● Exercise description:
The result should be every line in the material below containing the string "created".

● Record extracts:
[Start of section]

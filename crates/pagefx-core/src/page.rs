#![forbid(unsafe_code)]

//! Headless element surface.
//!
//! A [`Page`] is a flat arena of [`Element`]s referenced by [`ElementId`].
//! Elements are created in document order and never removed, so an id doubles
//! as the element's document-order index. Tree structure is limited to
//! parent/child links; that is all the behaviors in this workspace need.
//!
//! # Invariants
//!
//! 1. `ElementId(n)` is the n-th element created; ids are dense and stable.
//! 2. A class list never holds duplicates; `add_class` is idempotent.
//! 3. An element has at most one parent, assigned at creation and immutable.
//! 4. `query_class` and `descendants` return ids in document order.
//!
//! # Failure Modes
//!
//! - Stale or out-of-range id: accessors return `None` / empty, mutators are
//!   silent no-ops. Missing elements skip the associated behavior; nothing is
//!   raised (presentation is best-effort).

use ahash::AHashMap;

// ---------------------------------------------------------------------------
// Ids
// ---------------------------------------------------------------------------

/// Opaque handle to an element; also its document-order index.
#[derive(Debug, Clone, Copy, PartialEq, Eq, Hash, PartialOrd, Ord)]
pub struct ElementId(pub u32);

impl ElementId {
    /// Position of this element in document order.
    #[inline]
    #[must_use]
    pub fn index(self) -> usize {
        self.0 as usize
    }
}

// ---------------------------------------------------------------------------
// Element
// ---------------------------------------------------------------------------

/// A single element: tag, classes, attributes, text, and tree links.
#[derive(Debug, Clone)]
pub struct Element {
    tag: String,
    classes: Vec<String>,
    attrs: AHashMap<String, String>,
    text: String,
    parent: Option<ElementId>,
    children: Vec<ElementId>,
}

impl Element {
    fn new(tag: &str, parent: Option<ElementId>) -> Self {
        Self {
            tag: tag.to_string(),
            classes: Vec::new(),
            attrs: AHashMap::new(),
            text: String::new(),
            parent,
            children: Vec::new(),
        }
    }

    /// Tag name (lowercase by convention; stored as given).
    #[inline]
    #[must_use]
    pub fn tag(&self) -> &str {
        &self.tag
    }

    /// Current class list, in insertion order.
    #[inline]
    #[must_use]
    pub fn classes(&self) -> &[String] {
        &self.classes
    }

    /// Text content.
    #[inline]
    #[must_use]
    pub fn text(&self) -> &str {
        &self.text
    }

    /// Parent element, if any.
    #[inline]
    #[must_use]
    pub fn parent(&self) -> Option<ElementId> {
        self.parent
    }
}

// ---------------------------------------------------------------------------
// Page
// ---------------------------------------------------------------------------

/// Flat arena of elements with class/attribute/text operations.
#[derive(Debug, Clone, Default)]
pub struct Page {
    elements: Vec<Element>,
}

impl Page {
    /// Create an empty page.
    #[must_use]
    pub fn new() -> Self {
        Self::default()
    }

    /// Number of elements on the page.
    #[inline]
    #[must_use]
    pub fn len(&self) -> usize {
        self.elements.len()
    }

    /// Whether the page has no elements.
    #[inline]
    #[must_use]
    pub fn is_empty(&self) -> bool {
        self.elements.is_empty()
    }

    /// Borrow an element.
    #[inline]
    #[must_use]
    pub fn get(&self, id: ElementId) -> Option<&Element> {
        self.elements.get(id.index())
    }

    #[inline]
    fn get_mut(&mut self, id: ElementId) -> Option<&mut Element> {
        self.elements.get_mut(id.index())
    }
}

// ─── Construction ────────────────────────────────────────────────────────────

impl Page {
    /// Create a root-level element and return its handle.
    pub fn create(&mut self, tag: &str) -> ElementId {
        let id = ElementId(self.elements.len() as u32);
        self.elements.push(Element::new(tag, None));
        id
    }

    /// Create an element as the last child of `parent`.
    ///
    /// An unknown parent yields a root-level element.
    pub fn create_in(&mut self, parent: ElementId, tag: &str) -> ElementId {
        let id = ElementId(self.elements.len() as u32);
        let parent = if parent.index() < self.elements.len() {
            Some(parent)
        } else {
            None
        };
        self.elements.push(Element::new(tag, parent));
        if let Some(p) = parent
            && let Some(el) = self.get_mut(p)
        {
            el.children.push(id);
        }
        id
    }

    /// Create a root-level element carrying the given classes.
    pub fn create_with(&mut self, tag: &str, classes: &[&str]) -> ElementId {
        let id = self.create(tag);
        for class in classes {
            self.add_class(id, class);
        }
        id
    }
}

// ─── Classes ─────────────────────────────────────────────────────────────────

impl Page {
    /// Whether the element carries `class`.
    #[must_use]
    pub fn has_class(&self, id: ElementId, class: &str) -> bool {
        self.get(id)
            .is_some_and(|el| el.classes.iter().any(|c| c == class))
    }

    /// Add a class (idempotent).
    pub fn add_class(&mut self, id: ElementId, class: &str) {
        if self.has_class(id, class) {
            return;
        }
        if let Some(el) = self.get_mut(id) {
            el.classes.push(class.to_string());
        }
    }

    /// Remove a class (no-op when absent).
    pub fn remove_class(&mut self, id: ElementId, class: &str) {
        if let Some(el) = self.get_mut(id) {
            el.classes.retain(|c| c != class);
        }
    }

    /// Toggle a class; returns whether it is present afterwards.
    pub fn toggle_class(&mut self, id: ElementId, class: &str) -> bool {
        if self.has_class(id, class) {
            self.remove_class(id, class);
            false
        } else {
            self.add_class(id, class);
            true
        }
    }

    /// All elements carrying `class`, in document order.
    #[must_use]
    pub fn query_class(&self, class: &str) -> Vec<ElementId> {
        self.elements
            .iter()
            .enumerate()
            .filter(|(_, el)| el.classes.iter().any(|c| c == class))
            .map(|(i, _)| ElementId(i as u32))
            .collect()
    }
}

// ─── Attributes and text ─────────────────────────────────────────────────────

impl Page {
    /// Read an attribute.
    #[must_use]
    pub fn attr(&self, id: ElementId, name: &str) -> Option<&str> {
        self.get(id).and_then(|el| el.attrs.get(name)).map(String::as_str)
    }

    /// Set an attribute, replacing any previous value.
    pub fn set_attr(&mut self, id: ElementId, name: &str, value: &str) {
        if let Some(el) = self.get_mut(id) {
            el.attrs.insert(name.to_string(), value.to_string());
        }
    }

    /// Set text content.
    pub fn set_text(&mut self, id: ElementId, text: &str) {
        if let Some(el) = self.get_mut(id) {
            el.text = text.to_string();
        }
    }

    /// First element whose `id` attribute equals `value`.
    #[must_use]
    pub fn element_by_id(&self, value: &str) -> Option<ElementId> {
        (0..self.elements.len())
            .map(|i| ElementId(i as u32))
            .find(|&id| self.attr(id, "id") == Some(value))
    }
}

// ─── Tree queries ────────────────────────────────────────────────────────────

impl Page {
    /// Direct children of `id`, in document order.
    #[must_use]
    pub fn children(&self, id: ElementId) -> &[ElementId] {
        self.get(id).map_or(&[], |el| el.children.as_slice())
    }

    /// All descendants of `id` in preorder (document order).
    #[must_use]
    pub fn descendants(&self, id: ElementId) -> Vec<ElementId> {
        let mut out = Vec::new();
        let mut stack: Vec<ElementId> = self.children(id).to_vec();
        stack.reverse();
        while let Some(next) = stack.pop() {
            out.push(next);
            let mut kids = self.children(next).to_vec();
            kids.reverse();
            stack.extend(kids);
        }
        out
    }

    /// First descendant with the given tag.
    #[must_use]
    pub fn find_tag_within(&self, id: ElementId, tag: &str) -> Option<ElementId> {
        self.descendants(id)
            .into_iter()
            .find(|&d| self.get(d).is_some_and(|el| el.tag == tag))
    }

    /// Whether `descendant` is inside `ancestor` (strict; an element does not
    /// contain itself).
    #[must_use]
    pub fn is_within(&self, descendant: ElementId, ancestor: ElementId) -> bool {
        let mut cur = self.get(descendant).and_then(Element::parent);
        while let Some(p) = cur {
            if p == ancestor {
                return true;
            }
            cur = self.get(p).and_then(Element::parent);
        }
        false
    }
}

// ---------------------------------------------------------------------------
// Tests
// ---------------------------------------------------------------------------
#![forbid(unsafe_code)]

//! Core: element surface, viewport geometry, document lifecycle, and
//! virtual-time timers.
//!
//! Everything in this crate is deterministic and free of I/O. Hosts own the
//! clock: time only moves when they say so, which makes every consumer of
//! these types reproducible under test.

pub mod geometry;
pub mod lifecycle;
pub mod page;
pub mod timer;

pub use geometry::{ElementBox, FixedProbe, GeometryProbe, Viewport};
pub use lifecycle::DocumentPhase;
pub use page::{Element, ElementId, Page};
pub use timer::TimerQueue;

[End of section]

● Expected answer:
//! Elements are created in document order and never removed, so an id doubles
//! 1. `ElementId(n)` is the n-th element created; ids are dense and stable.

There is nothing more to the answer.